PROBLEM STATEMENT ▸ Copy each line below without leaving any out.

⁂

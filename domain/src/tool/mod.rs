//! Tool domain module
//!
//! Tools are external capabilities the model drives by writing a directive
//! line into its reply:
//!
//! ```text
//! model reply ──▶ "!calc::add 1 2\n" ──▶ Directive ──▶ Tool::invoke ──▶ DispatchOutcome
//!                                         (argv)        (ToolIo)         (report → System turn)
//! ```
//!
//! # Key Types
//!
//! - [`Tool`]: capability surface: identity, description, commands, invocation
//! - [`CommandSpec`]: name and description of one command
//! - [`ToolIo`]: per-invocation output capture and read-input bridge
//! - [`Directive`]: tokenized `[namespace::]command arg...`
//! - [`DispatchOutcome`]: status and captured output of a successful dispatch
//! - [`DispatchError`]: routing failures, rendered as diagnostic text
//!
//! The registry that routes directives lives in the infrastructure layer;
//! the application layer sees it through the `ToolDispatcher` port.

pub mod contract;
pub mod directive;
pub mod error;
pub mod value_objects;

pub use contract::{CommandSpec, InputSource, NoInput, Tool, ToolIo};
pub use directive::{
    DIRECTIVE_MARKER, Directive, NAMESPACE_SEPARATOR, QuoteError, split_argv,
};
pub use error::{DispatchError, RegistryError, ToolError};
pub use value_objects::{DispatchOutcome, OutputChannel, ToolOutput};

⁂

TASK SOLUTION ▸
filename domain/src/tool/mod.rs
//! Tool domain module
//!
//! Tools are external capabilities the model drives by writing a directive
//! line into its reply:
//!
//! ```text
//! model reply ──▶ "!calc::add 1 2\n" ──▶ Directive ──▶ Tool::invoke ──▶ DispatchOutcome
//!                                         (argv)        (ToolIo)         (report → System turn)
//! ```
//!
//! # Key Types
//!
//! - [`Tool`]: capability surface: identity, description, commands, invocation
//! - [`CommandSpec`]: name and description of one command
//! - [`ToolIo`]: per-invocation output capture and read-input bridge
//! - [`Directive`]: tokenized `[namespace::]command arg...`
//! - [`DispatchOutcome`]: status and captured output of a successful dispatch
//! - [`DispatchError`]: routing failures, rendered as diagnostic text
//!
//! The registry that routes directives lives in the infrastructure layer;
//! the application layer sees it through the `ToolDispatcher` port.

pub mod contract;
pub mod directive;
pub mod error;
pub mod value_objects;

pub use contract::{CommandSpec, InputSource, NoInput, Tool, ToolIo};
pub use directive::{
    DIRECTIVE_MARKER, Directive, NAMESPACE_SEPARATOR, QuoteError, split_argv,
};
pub use error::{DispatchError, RegistryError, ToolError};
pub use value_objects::{DispatchOutcome, OutputChannel, ToolOutput};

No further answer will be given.